ASSIGNED TASK | Say how many lines in the records contain "exports". The reply must consist of the number alone.

===== RECORD SET =====

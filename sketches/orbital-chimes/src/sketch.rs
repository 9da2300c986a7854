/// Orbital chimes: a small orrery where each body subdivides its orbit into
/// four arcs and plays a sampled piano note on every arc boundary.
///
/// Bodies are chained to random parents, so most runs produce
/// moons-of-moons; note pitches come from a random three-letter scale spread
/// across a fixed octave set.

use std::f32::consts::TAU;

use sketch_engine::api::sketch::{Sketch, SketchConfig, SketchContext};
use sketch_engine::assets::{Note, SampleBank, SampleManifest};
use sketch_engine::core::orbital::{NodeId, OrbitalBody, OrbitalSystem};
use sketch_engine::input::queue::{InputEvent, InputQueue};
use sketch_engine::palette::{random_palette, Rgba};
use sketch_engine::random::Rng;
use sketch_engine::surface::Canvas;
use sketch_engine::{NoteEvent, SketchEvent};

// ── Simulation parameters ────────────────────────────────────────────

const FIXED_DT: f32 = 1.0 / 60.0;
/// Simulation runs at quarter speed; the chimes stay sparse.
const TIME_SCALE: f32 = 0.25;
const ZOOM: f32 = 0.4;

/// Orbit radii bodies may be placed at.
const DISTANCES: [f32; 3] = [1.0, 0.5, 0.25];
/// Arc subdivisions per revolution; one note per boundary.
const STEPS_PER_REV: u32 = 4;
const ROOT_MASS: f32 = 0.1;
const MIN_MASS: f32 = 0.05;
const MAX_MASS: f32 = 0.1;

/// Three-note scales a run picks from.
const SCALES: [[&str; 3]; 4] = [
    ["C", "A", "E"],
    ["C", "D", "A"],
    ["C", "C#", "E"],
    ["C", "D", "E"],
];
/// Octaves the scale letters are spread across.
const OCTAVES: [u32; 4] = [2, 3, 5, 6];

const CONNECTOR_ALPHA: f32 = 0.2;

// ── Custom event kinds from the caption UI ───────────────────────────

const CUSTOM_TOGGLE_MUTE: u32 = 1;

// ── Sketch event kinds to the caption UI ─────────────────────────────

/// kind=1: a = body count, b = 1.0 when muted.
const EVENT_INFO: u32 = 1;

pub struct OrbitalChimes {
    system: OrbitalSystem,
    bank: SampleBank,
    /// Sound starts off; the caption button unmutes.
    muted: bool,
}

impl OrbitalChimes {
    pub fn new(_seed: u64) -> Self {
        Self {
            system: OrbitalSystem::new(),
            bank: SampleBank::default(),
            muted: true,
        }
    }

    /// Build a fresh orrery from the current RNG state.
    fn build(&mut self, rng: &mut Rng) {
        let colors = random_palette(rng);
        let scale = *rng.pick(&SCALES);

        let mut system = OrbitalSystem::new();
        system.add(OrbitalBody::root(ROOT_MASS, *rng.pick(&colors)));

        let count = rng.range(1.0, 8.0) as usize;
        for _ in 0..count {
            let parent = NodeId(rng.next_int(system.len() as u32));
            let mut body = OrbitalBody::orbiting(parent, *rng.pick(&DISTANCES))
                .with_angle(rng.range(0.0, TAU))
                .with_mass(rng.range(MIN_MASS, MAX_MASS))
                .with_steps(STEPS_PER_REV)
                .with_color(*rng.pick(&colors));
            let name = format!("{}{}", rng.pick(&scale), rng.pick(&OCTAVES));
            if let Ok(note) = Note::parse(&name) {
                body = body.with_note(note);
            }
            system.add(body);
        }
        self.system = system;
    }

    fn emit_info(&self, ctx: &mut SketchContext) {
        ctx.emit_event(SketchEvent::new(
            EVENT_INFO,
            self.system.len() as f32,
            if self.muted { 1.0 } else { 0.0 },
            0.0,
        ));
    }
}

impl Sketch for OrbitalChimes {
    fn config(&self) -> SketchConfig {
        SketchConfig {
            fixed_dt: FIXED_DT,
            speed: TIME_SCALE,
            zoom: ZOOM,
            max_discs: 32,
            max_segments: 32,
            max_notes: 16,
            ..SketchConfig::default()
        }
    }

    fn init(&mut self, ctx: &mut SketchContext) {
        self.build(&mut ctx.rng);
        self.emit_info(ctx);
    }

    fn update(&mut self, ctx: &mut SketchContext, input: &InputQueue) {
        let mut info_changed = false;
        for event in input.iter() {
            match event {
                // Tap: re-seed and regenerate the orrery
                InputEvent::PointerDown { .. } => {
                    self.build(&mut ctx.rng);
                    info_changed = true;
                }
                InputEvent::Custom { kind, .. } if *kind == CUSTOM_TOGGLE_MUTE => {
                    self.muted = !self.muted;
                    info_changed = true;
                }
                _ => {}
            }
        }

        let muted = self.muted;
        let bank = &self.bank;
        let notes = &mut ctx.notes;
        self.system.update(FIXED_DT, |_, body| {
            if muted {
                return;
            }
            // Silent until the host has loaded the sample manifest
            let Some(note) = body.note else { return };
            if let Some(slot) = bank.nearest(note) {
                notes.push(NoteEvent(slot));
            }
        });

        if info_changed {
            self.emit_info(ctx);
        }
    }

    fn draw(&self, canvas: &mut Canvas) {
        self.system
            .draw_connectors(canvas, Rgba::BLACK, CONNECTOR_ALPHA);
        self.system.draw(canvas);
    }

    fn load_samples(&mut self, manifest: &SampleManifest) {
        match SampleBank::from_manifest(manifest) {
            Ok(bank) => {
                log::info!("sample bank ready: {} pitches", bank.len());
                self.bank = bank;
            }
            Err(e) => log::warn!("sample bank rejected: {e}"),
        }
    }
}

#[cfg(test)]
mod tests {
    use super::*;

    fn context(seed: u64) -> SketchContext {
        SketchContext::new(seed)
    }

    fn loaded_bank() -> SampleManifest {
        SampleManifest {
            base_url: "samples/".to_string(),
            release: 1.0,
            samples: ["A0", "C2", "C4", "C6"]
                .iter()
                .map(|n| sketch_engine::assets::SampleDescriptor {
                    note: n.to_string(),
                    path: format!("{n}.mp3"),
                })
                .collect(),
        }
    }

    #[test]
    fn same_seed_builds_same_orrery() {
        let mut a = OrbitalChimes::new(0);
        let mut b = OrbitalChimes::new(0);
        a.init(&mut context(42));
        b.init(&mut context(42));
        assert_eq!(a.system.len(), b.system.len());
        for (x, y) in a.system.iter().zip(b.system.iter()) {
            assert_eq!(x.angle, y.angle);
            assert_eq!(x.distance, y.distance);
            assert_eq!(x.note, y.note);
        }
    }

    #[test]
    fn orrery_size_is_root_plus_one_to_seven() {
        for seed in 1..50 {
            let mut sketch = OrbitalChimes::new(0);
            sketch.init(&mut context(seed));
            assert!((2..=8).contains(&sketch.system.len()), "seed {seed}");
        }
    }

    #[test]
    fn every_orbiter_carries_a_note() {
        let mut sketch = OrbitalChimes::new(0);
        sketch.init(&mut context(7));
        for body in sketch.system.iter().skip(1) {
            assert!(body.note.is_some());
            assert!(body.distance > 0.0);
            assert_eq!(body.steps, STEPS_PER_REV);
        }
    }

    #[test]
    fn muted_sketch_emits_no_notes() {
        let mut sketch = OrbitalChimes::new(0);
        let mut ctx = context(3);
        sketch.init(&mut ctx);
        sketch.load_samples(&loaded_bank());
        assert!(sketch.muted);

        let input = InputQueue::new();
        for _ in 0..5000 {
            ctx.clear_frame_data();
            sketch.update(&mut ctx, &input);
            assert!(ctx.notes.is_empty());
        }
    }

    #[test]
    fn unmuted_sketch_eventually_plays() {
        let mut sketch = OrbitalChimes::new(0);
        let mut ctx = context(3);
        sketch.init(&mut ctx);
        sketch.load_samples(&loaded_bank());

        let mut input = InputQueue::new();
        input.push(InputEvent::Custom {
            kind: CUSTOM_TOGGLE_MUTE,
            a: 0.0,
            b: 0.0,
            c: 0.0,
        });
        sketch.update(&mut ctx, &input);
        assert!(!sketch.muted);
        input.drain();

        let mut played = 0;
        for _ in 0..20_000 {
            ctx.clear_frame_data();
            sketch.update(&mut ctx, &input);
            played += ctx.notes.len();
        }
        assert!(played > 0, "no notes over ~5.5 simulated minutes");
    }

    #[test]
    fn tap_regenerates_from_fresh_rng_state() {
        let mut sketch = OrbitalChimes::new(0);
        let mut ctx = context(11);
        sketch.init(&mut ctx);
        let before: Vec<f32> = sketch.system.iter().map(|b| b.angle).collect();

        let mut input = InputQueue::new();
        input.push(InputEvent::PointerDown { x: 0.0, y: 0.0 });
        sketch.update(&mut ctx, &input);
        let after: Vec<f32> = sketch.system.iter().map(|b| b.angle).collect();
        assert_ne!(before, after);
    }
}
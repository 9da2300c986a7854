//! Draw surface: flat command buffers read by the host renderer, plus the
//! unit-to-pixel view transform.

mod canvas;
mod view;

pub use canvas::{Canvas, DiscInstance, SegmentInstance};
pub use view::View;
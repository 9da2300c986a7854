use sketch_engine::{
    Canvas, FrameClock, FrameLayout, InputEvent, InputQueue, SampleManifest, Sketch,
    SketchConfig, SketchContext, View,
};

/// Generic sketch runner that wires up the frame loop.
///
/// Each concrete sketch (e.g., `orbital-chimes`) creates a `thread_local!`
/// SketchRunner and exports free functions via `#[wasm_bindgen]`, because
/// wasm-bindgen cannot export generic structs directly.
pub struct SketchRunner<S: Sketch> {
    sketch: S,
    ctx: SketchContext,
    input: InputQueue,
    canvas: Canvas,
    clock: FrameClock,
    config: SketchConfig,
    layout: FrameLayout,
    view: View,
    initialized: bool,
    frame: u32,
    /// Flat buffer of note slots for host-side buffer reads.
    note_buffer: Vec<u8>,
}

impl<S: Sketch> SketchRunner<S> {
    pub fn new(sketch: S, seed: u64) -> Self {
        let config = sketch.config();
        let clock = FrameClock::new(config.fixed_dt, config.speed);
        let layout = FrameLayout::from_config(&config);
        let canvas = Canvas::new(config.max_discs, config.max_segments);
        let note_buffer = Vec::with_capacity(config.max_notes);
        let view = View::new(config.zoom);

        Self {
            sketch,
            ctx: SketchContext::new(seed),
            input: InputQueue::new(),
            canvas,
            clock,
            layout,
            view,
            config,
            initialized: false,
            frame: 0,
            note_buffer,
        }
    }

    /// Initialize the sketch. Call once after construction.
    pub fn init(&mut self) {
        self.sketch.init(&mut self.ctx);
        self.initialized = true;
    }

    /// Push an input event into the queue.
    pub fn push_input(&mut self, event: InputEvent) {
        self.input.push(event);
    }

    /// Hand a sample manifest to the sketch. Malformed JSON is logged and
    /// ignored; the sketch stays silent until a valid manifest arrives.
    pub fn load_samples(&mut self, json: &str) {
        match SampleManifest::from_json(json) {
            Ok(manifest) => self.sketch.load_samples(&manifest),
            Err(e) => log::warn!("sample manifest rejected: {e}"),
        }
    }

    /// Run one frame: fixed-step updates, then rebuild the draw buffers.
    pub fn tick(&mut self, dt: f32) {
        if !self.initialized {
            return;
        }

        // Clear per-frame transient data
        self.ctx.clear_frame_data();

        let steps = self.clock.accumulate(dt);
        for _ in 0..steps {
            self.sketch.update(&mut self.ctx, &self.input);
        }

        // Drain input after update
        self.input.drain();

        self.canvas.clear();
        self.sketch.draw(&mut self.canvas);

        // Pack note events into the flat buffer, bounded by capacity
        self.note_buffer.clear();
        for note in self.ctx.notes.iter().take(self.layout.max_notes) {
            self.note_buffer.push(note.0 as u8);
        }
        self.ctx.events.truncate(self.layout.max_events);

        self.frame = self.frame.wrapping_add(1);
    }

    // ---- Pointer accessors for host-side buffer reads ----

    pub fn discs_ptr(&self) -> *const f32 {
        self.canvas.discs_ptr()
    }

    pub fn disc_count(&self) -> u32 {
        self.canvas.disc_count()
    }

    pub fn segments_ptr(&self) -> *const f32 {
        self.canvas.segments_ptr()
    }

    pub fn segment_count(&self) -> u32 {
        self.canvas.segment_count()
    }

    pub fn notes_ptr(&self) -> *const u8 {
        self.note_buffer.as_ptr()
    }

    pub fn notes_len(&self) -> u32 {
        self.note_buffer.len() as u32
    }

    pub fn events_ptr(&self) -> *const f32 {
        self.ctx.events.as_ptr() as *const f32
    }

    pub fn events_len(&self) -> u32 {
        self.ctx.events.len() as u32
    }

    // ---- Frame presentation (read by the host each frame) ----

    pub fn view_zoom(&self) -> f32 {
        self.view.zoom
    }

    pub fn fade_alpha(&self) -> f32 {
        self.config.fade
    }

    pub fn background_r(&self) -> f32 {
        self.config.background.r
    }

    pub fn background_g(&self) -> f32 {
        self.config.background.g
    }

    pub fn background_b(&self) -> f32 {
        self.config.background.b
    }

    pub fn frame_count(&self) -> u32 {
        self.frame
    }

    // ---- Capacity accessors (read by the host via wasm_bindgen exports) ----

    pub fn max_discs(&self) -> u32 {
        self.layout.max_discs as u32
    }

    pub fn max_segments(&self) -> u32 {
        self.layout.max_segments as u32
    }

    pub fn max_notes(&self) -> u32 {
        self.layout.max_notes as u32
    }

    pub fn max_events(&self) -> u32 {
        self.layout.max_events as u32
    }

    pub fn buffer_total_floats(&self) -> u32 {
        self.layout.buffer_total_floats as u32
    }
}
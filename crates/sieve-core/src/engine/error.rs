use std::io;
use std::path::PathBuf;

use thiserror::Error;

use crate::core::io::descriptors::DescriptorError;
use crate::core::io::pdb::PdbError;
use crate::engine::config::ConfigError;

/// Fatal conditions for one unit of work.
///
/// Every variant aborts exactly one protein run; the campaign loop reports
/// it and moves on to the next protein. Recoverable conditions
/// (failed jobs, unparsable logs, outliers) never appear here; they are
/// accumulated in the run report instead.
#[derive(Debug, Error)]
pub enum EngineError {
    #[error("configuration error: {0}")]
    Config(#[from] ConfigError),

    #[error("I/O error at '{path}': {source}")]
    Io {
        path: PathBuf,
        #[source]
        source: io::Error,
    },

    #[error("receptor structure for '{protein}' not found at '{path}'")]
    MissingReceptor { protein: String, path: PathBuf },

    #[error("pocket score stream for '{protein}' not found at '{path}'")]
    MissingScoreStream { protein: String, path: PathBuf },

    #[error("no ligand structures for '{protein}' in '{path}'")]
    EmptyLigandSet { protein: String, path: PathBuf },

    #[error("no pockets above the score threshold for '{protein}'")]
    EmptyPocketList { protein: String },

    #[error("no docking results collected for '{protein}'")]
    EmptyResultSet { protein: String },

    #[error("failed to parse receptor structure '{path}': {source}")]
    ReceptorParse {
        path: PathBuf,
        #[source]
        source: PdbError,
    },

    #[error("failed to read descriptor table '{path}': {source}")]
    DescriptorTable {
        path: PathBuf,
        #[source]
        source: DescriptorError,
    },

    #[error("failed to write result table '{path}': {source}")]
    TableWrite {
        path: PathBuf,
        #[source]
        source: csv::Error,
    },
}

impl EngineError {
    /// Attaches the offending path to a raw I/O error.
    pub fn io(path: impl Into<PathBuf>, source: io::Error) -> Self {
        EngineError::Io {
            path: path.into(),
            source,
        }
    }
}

=====

OUTPUT FOR THIS EXERCISE | 2